Während das passiert, entstehen ja auch neue Jobs und neue Jobkategorien. Was wir dafür aber dringend brauchen — und das müssen Regierungen und Unternehmen erkennen —, ist ein stärkerer Fokus auf Weiterbildung und Umschulung. Das ist eine gewaltige Herausforderung. Aber Technologie kann auch hierbei eine große Unterstützung sein. Ich denke an Bereiche wie personalisiertes Lernen oder erweiterte Realität — Augmented Reality.
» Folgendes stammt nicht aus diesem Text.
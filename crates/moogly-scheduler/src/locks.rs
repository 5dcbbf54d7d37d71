//! Per-run async locks.
//!
//! Every read-modify-write of a run (join, deliver + mark notified) holds the
//! run's lock, so overlapping joins cannot both take the last slot and
//! overlapping reminder ticks cannot both deliver.

use std::collections::HashMap;
use std::sync::{Arc, Mutex};

use moogly_core::types::MessageId;
use tokio::sync::{Mutex as AsyncMutex, OwnedMutexGuard};

#[derive(Default)]
pub struct EventLocks {
    locks: Mutex<HashMap<MessageId, Arc<AsyncMutex<()>>>>,
}

impl EventLocks {
    pub fn new() -> Self {
        Self::default()
    }

    /// Wait for exclusive access to run `id`.
    pub async fn lock(&self, id: MessageId) -> OwnedMutexGuard<()> {
        let lock = {
            let mut locks = self.locks.lock().unwrap_or_else(|e| e.into_inner());
            locks.entry(id).or_default().clone()
        };
        lock.lock_owned().await
    }

    /// Number of runs that have been locked at least once.
    pub fn len(&self) -> usize {
        self.locks.lock().unwrap_or_else(|e| e.into_inner()).len()
    }

    pub fn is_empty(&self) -> bool {
        self.len() == 0
    }
}
use moogly_core::error::MooglyError;
use moogly_core::types::MessageId;

/// Failures of maps-run operations. Join rejections are not errors, see `JoinRejection`.
#[derive(Debug, thiserror::Error)]
pub enum EventError {
    #[error(
        "Invalid timestamp '{0}' (use YYYY-MM-DD HH:MM:SS in UTC, RFC 3339, <t:UNIX> or unix seconds)"
    )]
    InvalidTimestamp(String),

    #[error("Maps run {0} not found")]
    EventNotFound(MessageId),

    #[error("The announcement for maps run {0} no longer exists")]
    SourceMessageNotFound(MessageId),

    #[error("Maps run {0} was already reminded")]
    AlreadyNotified(MessageId),

    #[error("Reminder delivery failed: {0}")]
    Delivery(String),

    /// Store or platform failure.
    #[error(transparent)]
    Backend(#[from] MooglyError),
}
Bildung ist demnach ein wichti­ges Thema für Ihren Fonds?
Ein entscheidendes. Und eben nicht nur die sogenannte Erstausbildung in Schule und Universität. Sondern auch die Ange-bote, die sich an 30-, 40- oder 50-Jährige richten, deren Arbeitsplatz dem technologischen Fortschritt zum Opfer fällt. Das kann praktisch jeden treffen — auch einen Fondsmanager. Bildung und lebenslanges Lernen gehören deshalb zu den wich-tigsten Zukunftsthemen.

In Zukunftsthemen oder Mega­trends investieren mittlerweile ja einige Fonds. Was unterschei­det den Echiquier World Next Leaders von diesen?
Die Portfolios dieser Kategorie setzen üblicherweise auf dieselben großen Unternehmen. Das ist überhaupt nicht verwerflich, denn Apple, Facebook, Google, Amazon sind großartige Unternehmen. Wir wollten unseren Anlegern aber ein Portfolio bieten, das eine Ergänzung zu solchen Large-Cap-Fonds sein kann. Deshalb konzentrieren wir uns auf mittelgroße Unternehmen mit einer Marktkapitalisierung zwischen einer und 20 Milliarden Euro. Dieser Bereich ist unserer Ansicht nach bei Investoren unterrepräsentiert. Diese fokussieren sich entweder auf kleinere Unternehmen oder die Super-Mega-Caps.

Es gibt viele Anleger, die nach wachstumsstarken Unterneh­men suchen. Spielt es vor die­sem Hintergrund für Sie eine Rolle, ob ein Titel günstig bewertet ist?
Lassen Sie mich einen Vergleich mit einem anderen Sektor machen: Immobilien. Wenn Sie ein Haus kaufen, zeigt Ihnen der Preis pro Quadratmeter an, wie teuer das Ganze ist. Haben Sie nun das perfekte Haus gefunden — tolle Lage, bester Zustand —, werden Sie kaum sagen: Ich warte, bis es günstiger ist als der Marktdurchschnitt. Denn Sie wissen: Für die gute Aussicht und Bausubstanz ist einfach ein Aufschlag fällig. Warum sollte es bei Aktien anders sein? Sie haben ein superschnell wachsendes Unternehmen mit disruptiven Produkten. So etwas wird nicht zum Schnäppchenpreis gehandelt, zumindest in halbwegs effizienten Märkten.

Aber ein überteuertes Unter­nehmen wollen Sie sicher auch nicht kaufen, oder?
Nein, wenn wir einen Preisaufschlag zahlen, muss das durch ein wesentlich besseres Wachstum und ein niedrigeres Risiko im Vergleich zu anderen Unternehmen gerechtfertigt sein. Das kostet uns mit am meisten Zeit: abzuwägen, wie hoch der Preisaufschlag für uns sein darf. Denn einen Aufschlag gibt es für diese Art von Unternehmen, die große Märkte ad-ressieren. Wie ich schon sagte, ist die Durchdringung bei vielen Produkten und Dienstleistungen noch gering und die Wachstumsaussichten sind enorm.

Befürchten Sie, dass Ihre Fonds im Zuge einer Sektorrotation stark an Schwung einbüßen könnten?
Seit den ersten Erfolgsmeldungen bei den Impfstoffen sehen wir ja bereits eine Rotation am Markt: raus aus den Corona- Gewinnern, rein in Corona-Verlierer wie Airlines, Hotels oder Kreuzfahrtanbieter. Wir sind allerdings nicht besorgt, denn wir wissen, dass viel Liquidität geparkt ist, die nach Anlagechancen sucht. Davon sollten in den kommenden Jahren sowohl die zyklischeren Titel profitieren als auch die mit den langfristigen Wachstumsperspektiven.